1, 2, 3, and 12 months
ago for a given `(item_id, shop_id, date_block_num)`

index. This allows the model
to learn how current and past months affect future trends.

Now here's the fun part. Our dataset has a mixture of continuous variables—which feed cleanly into what we expect in a neural net—and categorical variables—which go through the embedding matrices. This data gets fed through 2 hidden linear layers of size 1000 and 500. Finally a sigmoid is applied on the last single-node layer. Architecturally, this is very similar to the winning taxi ride solution above.

To reduce some overfitting problems, I introduced a substantial amount of dropout and L2 regularization. Optimizing
based on the root mean square *log* error (RMSLE) instead of the expected RMSE seemed to stabilize the loss
function more easily.

*Training the model for 3 epochs*

I ran this for 3 epochs, and… it worked! The RMSE on the validation set was `.9638`

, and
the RMSE on the public leaderboard was `.9652`

, despite some troubles with overfitting.
Not only did I outperform the original kernel's
score of `1.0428`

, I placed inside the top 10% of the competition using features that
generated only top 25% percent results using gradient boosting.
*And* I didn't spend any time engineering more features.

### Should We Always Use Deep Learning?

Although I outperformed the kernel I borrowed, there are a few tree-boosting models that outperformed mine. So what was the cause? One recently available kernel did a lot more feature engineering than I did. Which I suppose is one of the takeaways. While deep learning increased my performance for the limited set of features I used, I spent multiple hours tuning hyperparameters and retraining. XGBoost gave fast feedback and was comparatively easier to configure.
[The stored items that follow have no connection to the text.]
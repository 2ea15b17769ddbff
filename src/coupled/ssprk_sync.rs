//! Fully explicit mode-split integrator with synchronized 2D sub-cycling.

use crate::equation::Equation;
use crate::error::Result;
use crate::fields::{self, FieldId, FieldSet};
use crate::pipeline::{DependencyFlags, DependencyUpdatePipeline};
use crate::stepper::{
    reborrow, CrankNicolson, Forcing, Ssprk33, Ssprk33Stage, StageStepper, TimeStepper,
};
use crate::turbulence::TurbulenceUpdater;

use super::stages::{subcycles, StageWeights, SubCycle};
use super::{CoupledProblem, CoupledStepper};

/// SSPRK(3,3) for the 3D systems with the barotropic system sub-cycled
/// inside each stage window.
///
/// Per stage `k` the 3D tracer and momentum stages are solved first, then
/// the 2D solution is reset to the Shu–Osher blend of the step-start
/// value and sub-cycled with `n_steps[k]` whole SSPRK(3,3) steps across
/// the stage window. Dependency updates run after every stage, with the
/// expensive groups deferred to the last one.
pub struct CoupledSsprkSync {
    stepper_2d: Ssprk33<Box<dyn Equation>>,
    stepper_mom: Ssprk33Stage<Box<dyn Equation>>,
    stepper_salt: Option<Ssprk33Stage<Box<dyn Equation>>>,
    pipeline: DependencyUpdatePipeline,
    weights: StageWeights,
    cycles: [SubCycle; 3],
    dt: f64,
    sol2d_n: Vec<f64>,
}

impl std::fmt::Debug for CoupledSsprkSync {
    fn fmt(&self, f: &mut std::fmt::Formatter<'_>) -> std::fmt::Result {
        f.debug_struct("CoupledSsprkSync").finish_non_exhaustive()
    }
}

impl CoupledSsprkSync {
    pub fn new(problem: CoupledProblem, fields: &FieldSet) -> Result<Self> {
        problem.validate("CoupledSsprkSync")?;
        let CoupledProblem {
            options,
            constants,
            eq_sw,
            eq_momentum,
            eq_vert_momentum,
            eq_salt,
            turbulence,
            limiter,
        } = problem;

        let weights = StageWeights::ssprk33();
        let cycles = subcycles(&weights, &options);
        let dt = options.dt;

        let mut pipeline = DependencyUpdatePipeline::new(options, constants, fields)?;
        if let Some(eq) = eq_vert_momentum {
            pipeline = pipeline.with_vert_diffusion(Box::new(
                CrankNicolson::new(eq, FieldId::Velocity3d)
                    .with_theta(0.6)
                    .with_semi_implicit(),
            ));
        }
        if let Some(turb) = turbulence {
            let mut updater = TurbulenceUpdater::new(
                turb.closure,
                Box::new(
                    CrankNicolson::new(turb.eq_psi, FieldId::Psi3d)
                        .with_theta(0.6)
                        .with_semi_implicit(),
                ),
                Box::new(
                    CrankNicolson::new(turb.eq_tke, FieldId::Tke3d)
                        .with_theta(0.6)
                        .with_semi_implicit(),
                ),
            );
            if let Some(limiter) = &limiter {
                updater = updater.with_limiter(limiter.clone());
            }
            pipeline = pipeline.with_turbulence(updater);
        }
        if let Some(limiter) = limiter {
            pipeline = pipeline.with_limiter(limiter);
        }

        let n_sol2d = eq_sw.n_dofs();
        Ok(Self {
            stepper_2d: Ssprk33::new(eq_sw, FieldId::Solution2d),
            stepper_mom: Ssprk33Stage::new(eq_momentum, FieldId::Velocity3d),
            stepper_salt: eq_salt.map(|eq| Ssprk33Stage::new(eq, FieldId::Salinity3d)),
            pipeline,
            weights,
            cycles,
            dt,
            sol2d_n: vec![0.0; n_sol2d],
        })
    }
}

impl CoupledStepper for CoupledSsprkSync {
    fn name(&self) -> &'static str {
        "CoupledSsprkSync"
    }

    fn initialize(&mut self, fields: &mut FieldSet) -> Result<()> {
        self.pipeline.initialize(fields)?;
        self.stepper_2d.initialize(fields)?;
        self.stepper_mom.initialize(fields)?;
        if let Some(stepper) = self.stepper_salt.as_mut() {
            stepper.initialize(fields)?;
        }
        self.sol2d_n
            .copy_from_slice(fields.values(FieldId::Solution2d));
        Ok(())
    }

    fn advance(
        &mut self,
        t: f64,
        fields: &mut FieldSet,
        mut forcing_2d: Forcing<'_>,
        mut forcing_3d: Forcing<'_>,
    ) -> Result<()> {
        let dt = self.dt;
        self.sol2d_n
            .copy_from_slice(fields.values(FieldId::Solution2d));

        for stage in 0..3 {
            let last = stage == 2;

            if let Some(stepper) = self.stepper_salt.as_mut() {
                stepper.solve_stage(stage, t, dt, fields, reborrow(&mut forcing_3d))?;
                self.pipeline.limit_tracers(fields);
            }
            self.stepper_mom
                .solve_stage(stage, t, dt, fields, reborrow(&mut forcing_3d))?;

            // reset the 2D solution to the Shu–Osher blend, then tile the
            // stage window with whole barotropic steps
            let w = self.weights.stage_w[stage];
            fields::blend(fields.values_mut(FieldId::Solution2d), w, &self.sol2d_n);
            let cycle = self.cycles[stage];
            let t_rhs = t + self.weights.start_frac[stage] * dt;
            for i in 0..cycle.n_steps {
                self.stepper_2d.advance(
                    t_rhs + i as f64 * cycle.dt_inner,
                    cycle.dt_inner,
                    fields,
                    reborrow(&mut forcing_2d),
                )?;
            }

            self.pipeline
                .run(t, dt, fields, DependencyFlags::last_step(last))?;
        }
        Ok(())
    }
}

#[cfg(test)]
mod tests {
    use std::rc::Rc;

    use crate::config::{ModelOptions, PhysicalConstants};
    use crate::equation::EquationKind;
    use crate::error::ModelError;
    use crate::fields::{solution2d, FieldId};
    use crate::limiter::ClampLimiter;

    use super::super::testutil::{problem_fields, Relax3d, Swe2d};
    use super::*;

    const TOL: f64 = 1e-12;

    fn base_problem(options: ModelOptions) -> CoupledProblem {
        CoupledProblem::new(
            options,
            PhysicalConstants::default(),
            Box::new(Swe2d {
                g: 9.81,
                depth: 15.0,
                n_columns: 2,
            }),
            Box::new(Relax3d {
                kind: EquationKind::Momentum3d,
                rate: 0.01,
                n: 12,
            }),
        )
    }

    #[test]
    fn construction_rejects_a_missing_salt_equation() {
        let options = ModelOptions::new(10.0, 3.0).with_salt();
        let fields = problem_fields(&options);
        let err = CoupledSsprkSync::new(base_problem(options), &fields).unwrap_err();
        assert!(matches!(err, ModelError::MissingEquation { .. }));
    }

    #[test]
    fn subcycling_visits_every_stage_window() {
        let options = ModelOptions::new(10.0, 3.0);
        let mut fields = problem_fields(&options);
        let mut stepper = CoupledSsprkSync::new(base_problem(options), &fields).unwrap();
        stepper.initialize(&mut fields).unwrap();

        let mut times = Vec::new();
        let mut record = |t: f64| times.push(t);
        stepper
            .advance(0.0, &mut fields, Some(&mut record), None)
            .unwrap();

        // M = [4, 1, 3]: each inner step evaluates three stage residuals
        assert_eq!(times.len(), 3 * (4 + 1 + 3));
        assert_eq!(times[0], 0.0);
        // last inner step of the last stage starts at 1/3*10 + 2*20/9
        let last_start = 10.0 / 3.0 + 2.0 * 20.0 / 9.0;
        assert!((times[times.len() - 3] - last_start).abs() < 1e-10);
        // the final stage residual never looks past the macro step by more
        // than the inner step length
        for &ts in &times {
            assert!(ts <= 10.0 + 10.0 / 3.0 + TOL);
        }
    }

    #[test]
    fn coupling_leaves_the_3d_depth_average_on_the_2d_velocity() {
        let options = ModelOptions::new(10.0, 3.0);
        let mut fields = problem_fields(&options);
        {
            let grid = *fields.grid();
            let uv = fields.values_mut(FieldId::Velocity3d);
            for c in 0..2 {
                for l in 0..3 {
                    uv[grid.idx3(c, l, 2, 0)] = 0.1 * (l as f64 + 1.0);
                }
            }
        }
        let mut stepper = CoupledSsprkSync::new(base_problem(options), &fields).unwrap();
        stepper.initialize(&mut fields).unwrap();
        stepper.advance(0.0, &mut fields, None, None).unwrap();

        let grid = *fields.grid();
        let heights = fields.values(FieldId::ElemHeight3d).to_vec();
        let mut dav = vec![0.0; 4];
        fields::depth_average(
            &grid,
            2,
            fields.values(FieldId::Velocity3d),
            &heights,
            &mut dav,
        );
        let sol = fields.values(FieldId::Solution2d);
        for c in 0..2 {
            assert!((dav[2 * c] - sol[3 * c + solution2d::U]).abs() < TOL);
            assert!((dav[2 * c + 1] - sol[3 * c + solution2d::V]).abs() < TOL);
        }
    }

    #[test]
    fn tracer_limiter_clamps_after_every_stage() {
        let options = ModelOptions::new(10.0, 3.0).with_salt().with_tracer_limiter();
        let mut fields = problem_fields(&options);
        fields.values_mut(FieldId::Salinity3d).fill(-5.0);

        let problem = base_problem(options)
            .with_salt(Box::new(Relax3d {
                kind: EquationKind::Tracer3d,
                rate: 0.0,
                n: 12,
            }))
            .with_limiter(Rc::new(ClampLimiter::new(0.0, 35.0)));
        let mut stepper = CoupledSsprkSync::new(problem, &fields).unwrap();
        stepper.initialize(&mut fields).unwrap();
        stepper.advance(0.0, &mut fields, None, None).unwrap();

        assert!(fields.values(FieldId::Salinity3d).iter().all(|&s| s >= 0.0));
    }
}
In the end, the training data is just as relevant to success as the model. There were only 212400 rows of data to train on, so adding features would have propelled my model even further and perhaps eradicated the slight overfit.

Is it worth the effort? In production: why not if it really helps? In a Kaggle competition: maybe if the problem is incredibly cool and doesn't have an award of "Kudos."